HOW TO COMPLETE THIS TASK: In the records below, pick out all lines containing the word "every".

━━ DATA SUPPLIED ━━

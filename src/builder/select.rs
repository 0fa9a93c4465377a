use std::fmt;
use std::sync::Arc;

use futures_util::future::try_join_all;
use rusqlite::types::Value;

use crate::adapter::SqliteAdapter;
use crate::error::SqliteAdapterError;
use crate::row::Row;
use crate::schema::{Model, Schema};
use crate::sqlite::IntoParams;

/// Sort direction for [`Select::order`].
#[derive(Debug, Clone, Copy, PartialEq, Eq, Default)]
pub enum Direction {
    #[default]
    Asc,
    Desc,
}

impl Direction {
    #[must_use]
    pub fn as_sql(self) -> &'static str {
        match self {
            Direction::Asc => "ASC",
            Direction::Desc => "DESC",
        }
    }
}

#[derive(Debug, Clone, PartialEq)]
struct WhereClause {
    criteria: String,
    params: Option<Vec<Value>>,
}

#[derive(Debug, Clone, PartialEq, Eq)]
struct JoinClause {
    table: String,
    on: String,
}

/// SELECT builder bound to one schema.
///
/// Configuration is consumed fluently; `render` recomputes the SQL text and the parameter list
/// from scratch on every call.
///
/// ```rust
/// use std::sync::Arc;
/// use sqlite_storage_adapter::prelude::*;
///
/// let adapter = Arc::new(SqliteAdapter::new(":memory:"));
/// let users: Schema = Schema::new(
///     "users",
///     vec![Field::new("id", FieldKind::Integer), Field::new("name", FieldKind::Text)],
///     Arc::clone(&adapter),
/// );
/// let mut select = adapter
///     .select(&users)
///     .from("users", &[])
///     .where_("id = ?", 1_i64)
///     .limit(10, None);
/// assert_eq!(
///     select.render(),
///     "SELECT users.*, users.rowid FROM users WHERE id = ? LIMIT 10;"
/// );
/// ```
#[derive(Debug)]
pub struct Select<'s, M: Model> {
    schema: &'s Schema<M>,
    adapter: Arc<SqliteAdapter>,
    distinct: bool,
    from: String,
    columns: Vec<String>,
    wheres: Vec<WhereClause>,
    joins: Vec<JoinClause>,
    left_joins: Vec<JoinClause>,
    right_joins: Vec<JoinClause>,
    order: Vec<String>,
    limit: Option<u64>,
    offset: Option<u64>,
    params: Vec<Value>,
}

impl<'s, M: Model> Select<'s, M> {
    pub(crate) fn new(schema: &'s Schema<M>) -> Self {
        Self {
            schema,
            adapter: Arc::clone(schema.adapter()),
            distinct: false,
            from: String::new(),
            columns: Vec::new(),
            wheres: Vec::new(),
            joins: Vec::new(),
            left_joins: Vec::new(),
            right_joins: Vec::new(),
            order: Vec::new(),
            limit: None,
            offset: None,
            params: Vec::new(),
        }
    }

    #[must_use]
    pub fn distinct(mut self, flag: bool) -> Self {
        self.distinct = flag;
        self
    }

    /// Select from `table`. An empty column list means `*`; the `rowid` column is always added.
    #[must_use]
    pub fn from(mut self, table: &str, columns: &[&str]) -> Self {
        self.from = table.to_string();
        let requested: Vec<&str> = if columns.is_empty() {
            vec!["*"]
        } else {
            columns.to_vec()
        };
        for column in requested.into_iter().chain(["rowid"]) {
            self.columns.push(format!("{table}.{column}"));
        }
        self
    }

    /// Add one AND-joined predicate with its positional parameters.
    ///
    /// Pass `()` for a predicate without placeholders, a scalar for one, or a vector/array for
    /// several.
    #[must_use]
    pub fn where_(mut self, criteria: &str, params: impl IntoParams) -> Self {
        self.wheres.push(WhereClause {
            criteria: criteria.to_string(),
            params: params.into_params(),
        });
        self
    }

    /// Inner join. A column list is accepted but not added to the projection.
    #[must_use]
    pub fn join(mut self, table: &str, on: &str, columns: &[&str]) -> Self {
        warn_unrendered_columns("join", table, columns);
        self.joins.push(JoinClause {
            table: table.to_string(),
            on: on.to_string(),
        });
        self
    }

    /// Left join. A column list is accepted but not added to the projection.
    #[must_use]
    pub fn join_left(mut self, table: &str, on: &str, columns: &[&str]) -> Self {
        warn_unrendered_columns("join_left", table, columns);
        self.left_joins.push(JoinClause {
            table: table.to_string(),
            on: on.to_string(),
        });
        self
    }

    /// Right join. Accepted and recorded, but never rendered into the statement.
    #[must_use]
    pub fn join_right(mut self, table: &str, on: &str, columns: &[&str]) -> Self {
        warn_unrendered_columns("join_right", table, columns);
        self.right_joins.push(JoinClause {
            table: table.to_string(),
            on: on.to_string(),
        });
        self
    }

    /// Add an ordering term; `None` sorts ascending.
    #[must_use]
    pub fn order(mut self, column: &str, direction: impl Into<Option<Direction>>) -> Self {
        let direction = direction.into().unwrap_or_default();
        self.order.push(format!("{column} {}", direction.as_sql()));
        self
    }

    /// Set LIMIT and OFFSET; passing `None` clears a previous offset.
    #[must_use]
    pub fn limit(mut self, limit: u64, offset: Option<u64>) -> Self {
        self.set_limit(limit, offset);
        self
    }

    fn set_limit(&mut self, limit: u64, offset: Option<u64>) {
        self.limit = Some(limit);
        self.offset = offset;
    }

    /// Parameters produced by the last `render`.
    #[must_use]
    pub fn params(&self) -> &[Value] {
        &self.params
    }

    /// Render the statement, replacing the derived parameter list.
    pub fn render(&mut self) -> String {
        if !self.right_joins.is_empty() {
            tracing::warn!(
                count = self.right_joins.len(),
                "right joins are recorded but not rendered"
            );
        }
        let (sql, params) = self.compose();
        self.params = params;
        sql
    }

    fn compose(&self) -> (String, Vec<Value>) {
        let mut params = Vec::new();

        let mut sql = String::from("SELECT ");
        if self.distinct {
            sql.push_str("DISTINCT ");
        }

        if self.from.is_empty() {
            let table = self.schema.name();
            sql.push_str(&format!("{table}.*, {table}.rowid FROM {table}"));
        } else {
            sql.push_str(&self.columns.join(", "));
            sql.push_str(" FROM ");
            sql.push_str(&self.from);
        }

        for join in &self.joins {
            sql.push_str(&format!(" JOIN {} ON {}", join.table, join.on));
        }

        for join in &self.left_joins {
            sql.push_str(&format!(" LEFT JOIN {} ON {}", join.table, join.on));
        }

        if !self.wheres.is_empty() {
            sql.push_str(" WHERE ");
            let criteria: Vec<&str> = self.wheres.iter().map(|w| w.criteria.as_str()).collect();
            sql.push_str(&criteria.join(" AND "));
            for clause in &self.wheres {
                if let Some(clause_params) = &clause.params {
                    params.extend(clause_params.iter().cloned());
                }
            }
        }

        if !self.order.is_empty() {
            sql.push_str(" ORDER BY ");
            sql.push_str(&self.order.join(", "));
        }

        if let Some(limit) = self.limit {
            sql.push_str(&format!(" LIMIT {limit}"));
        }

        if let Some(offset) = self.offset {
            sql.push_str(&format!(" OFFSET {offset}"));
        }

        sql.push(';');
        (sql, params)
    }

    /// Render and fetch the raw rows.
    ///
    /// # Errors
    /// Returns `DatabaseNotConnected` or the engine error.
    pub async fn execute(&mut self) -> Result<Vec<Row>, SqliteAdapterError> {
        let sql = self.render();
        tracing::debug!(sql = %sql, params = self.params.len(), "select");
        self.adapter.all(&sql, self.params.clone()).await
    }

    /// Fetch and reconstruct every row as a model, preserving row order.
    ///
    /// # Errors
    /// Returns `DatabaseNotConnected`, the engine error, or the first row-population failure.
    pub async fn all(&mut self) -> Result<Vec<M>, SqliteAdapterError> {
        let rows = self.execute().await?;
        let schema = self.schema;
        try_join_all(rows.into_iter().map(|row| schema.populate_from_db(row))).await
    }

    /// Fetch the first model; always applies `LIMIT 1` and drops any offset.
    ///
    /// # Errors
    /// Same as [`Select::all`].
    pub async fn one(&mut self) -> Result<Option<M>, SqliteAdapterError> {
        self.set_limit(1, None);
        Ok(self.all().await?.into_iter().next())
    }
}

impl<M: Model> fmt::Display for Select<'_, M> {
    fn fmt(&self, f: &mut fmt::Formatter<'_>) -> fmt::Result {
        f.write_str(&self.compose().0)
    }
}

fn warn_unrendered_columns(kind: &str, table: &str, columns: &[&str]) {
    if !columns.is_empty() {
        tracing::warn!(kind, table, ?columns, "join columns are accepted but not rendered");
    }
}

━━━

ANSWER SECTION:
/// from scratch on every call.
    /// Fetch and reconstruct every row as a model, preserving row order.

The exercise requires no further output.